Le Sahara dans la littérature de l’ère
coloniale [2 / 7]
Odette du Puigaudeau
(Tagant. Au coeur du pays Maure 1936-1938, Pieds nus à travers la Mauritanie
1933-1934), expérimentant comme elle l'altérité à travers la rencontre des
communautés nomades, fera de cette découverte de l'autre la base de ses récits.

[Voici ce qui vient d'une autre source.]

//! Rolling conversation history with a configurable budget.
//!
//! The budget is counted in whole turns or in estimated tokens. When it
//! is exceeded, oldest turns are dropped first, but the most recent user
//! turn and the most recent agent turn are always retained so the model
//! never loses the immediate exchange.

use parley_core::{ConversationTurn, HistoryUnit, TurnRole};

#[derive(Debug, Clone)]
pub struct ConversationHistory {
    turns: Vec<ConversationTurn>,
    budget: usize,
    unit: HistoryUnit,
}

impl ConversationHistory {
    pub fn new(budget: usize, unit: HistoryUnit) -> Self {
        Self {
            turns: Vec::new(),
            budget,
            unit,
        }
    }

    /// Append a turn and enforce the budget.
    pub fn push(&mut self, turn: ConversationTurn) {
        self.turns.push(turn);
        self.enforce_budget();
    }

    /// All retained turns, oldest first.
    pub fn turns(&self) -> &[ConversationTurn] {
        &self.turns
    }

    pub fn len(&self) -> usize {
        self.turns.len()
    }

    pub fn is_empty(&self) -> bool {
        self.turns.is_empty()
    }

    /// Remove and return the final turn if it is an agent turn.
    ///
    /// Used on barge-in: a reply the user cut off was never fully
    /// delivered, so it should not shape the next generation.
    pub fn pop_interrupted_reply(&mut self) -> Option<ConversationTurn> {
        match self.turns.last() {
            Some(turn) if turn.role == TurnRole::Agent => self.turns.pop(),
            _ => None,
        }
    }

    fn usage(&self) -> usize {
        match self.unit {
            HistoryUnit::Turns => self.turns.len(),
            HistoryUnit::Tokens => self.turns.iter().map(|t| t.estimated_tokens()).sum(),
        }
    }

    fn enforce_budget(&mut self) {
        while self.usage() > self.budget {
            let last_user = self
                .turns
                .iter()
                .rposition(|t| t.role == TurnRole::User);
            let last_agent = self
                .turns
                .iter()
                .rposition(|t| t.role == TurnRole::Agent);
            let victim =
                (0..self.turns.len()).find(|i| Some(*i) != last_user && Some(*i) != last_agent);
            match victim {
                Some(i) => {
                    let dropped = self.turns.remove(i);
                    tracing::debug!(role = %dropped.role, "History budget exceeded, dropping oldest turn");
                }
                // Only the protected pair remains.
                None => break,
            }
        }
    }
}

// ====== Tests ======

#[cfg(test)]
mod tests {
    use super::*;

    fn user(text: &str) -> ConversationTurn {
        ConversationTurn::user(text)
    }

    fn agent(text: &str) -> ConversationTurn {
        ConversationTurn::agent(text)
    }

    #[test]
    fn turn_budget_drops_oldest_first() {
        let mut history = ConversationHistory::new(4, HistoryUnit::Turns);
        history.push(user("one"));
        history.push(agent("two"));
        history.push(user("three"));
        history.push(agent("four"));
        history.push(user("five"));

        assert_eq!(history.len(), 4);
        assert_eq!(history.turns()[0].text, "two");
        assert_eq!(history.turns().last().unwrap().text, "five");
    }

    #[test]
    fn latest_exchange_is_never_dropped() {
        let mut history = ConversationHistory::new(1, HistoryUnit::Turns);
        history.push(user("question"));
        history.push(agent("answer"));

        // Budget of one turn cannot evict the protected pair.
        assert_eq!(history.len(), 2);
        assert_eq!(history.turns()[0].text, "question");
        assert_eq!(history.turns()[1].text, "answer");
    }

    #[test]
    fn token_budget_counts_text_length() {
        // ~25 chars per message is ~7 estimated tokens each.
        let mut history = ConversationHistory::new(20, HistoryUnit::Tokens);
        for i in 0..6 {
            history.push(user(&format!("message number {i} with padding")));
        }
        assert!(history.len() < 6);
        assert!(history.turns().iter().map(|t| t.estimated_tokens()).sum::<usize>() <= 20 + 8);
    }

    #[test]
    fn pop_interrupted_reply_removes_trailing_agent_turn() {
        let mut history = ConversationHistory::new(10, HistoryUnit::Turns);
        history.push(user("hello"));
        history.push(agent("I was saying"));

        let popped = history.pop_interrupted_reply().unwrap();
        assert_eq!(popped.text, "I was saying");
        assert_eq!(history.len(), 1);
        // Nothing to pop when the last turn is the user's.
        assert!(history.pop_interrupted_reply().is_none());
        assert_eq!(history.len(), 1);
    }

    #[test]
    fn empty_history_is_well_behaved() {
        let mut history = ConversationHistory::new(4, HistoryUnit::Turns);
        assert!(history.is_empty());
        assert!(history.pop_interrupted_reply().is_none());
    }
}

Tous s'accordent pour dire que le dépaysement est tellement grand qu'il menace
parfois l'équilibre psychologique, que l'adaptation à ce nouvel espace occasionne
des transformations corporelles et mentales considérables. C'est bien ce que
relatent les récits de Saint-Exupéry (Terre des hommes, Le petit prince), où ce
lieu à part, magnifié, est en même temps la terre des mirages, de la
souffrance, du désespoir. L'appréhension du vide conduit l'être humain à
s'interroger sur l'existence, sur le sens de la vie. Dans la lignée des
aventuriers, des hommes partis à la conquête de l'espace se profilent aussi
d'autres figures, celles du militaire, du méhariste ou de l'explorateur, qui
émaillent les romans et les récits de Pierre Benoît (L'Atlantide), de Joseph
Peyré (L'escadron blanc), de Roger Frison-Roche (L'Appel du Hoggar, La piste
oubliée, La montagne aux écritures, Le rendez-vous d'Essendilène).
Le Sahara joue un rôle
prépondérant dans l'imaginaire du désert : considéré comme l'un des plus grands
déserts du monde, sa population ne cesse de diminuer alors qu'il attire de plus
en plus de voyageurs et de touristes en provenance de tous les horizons.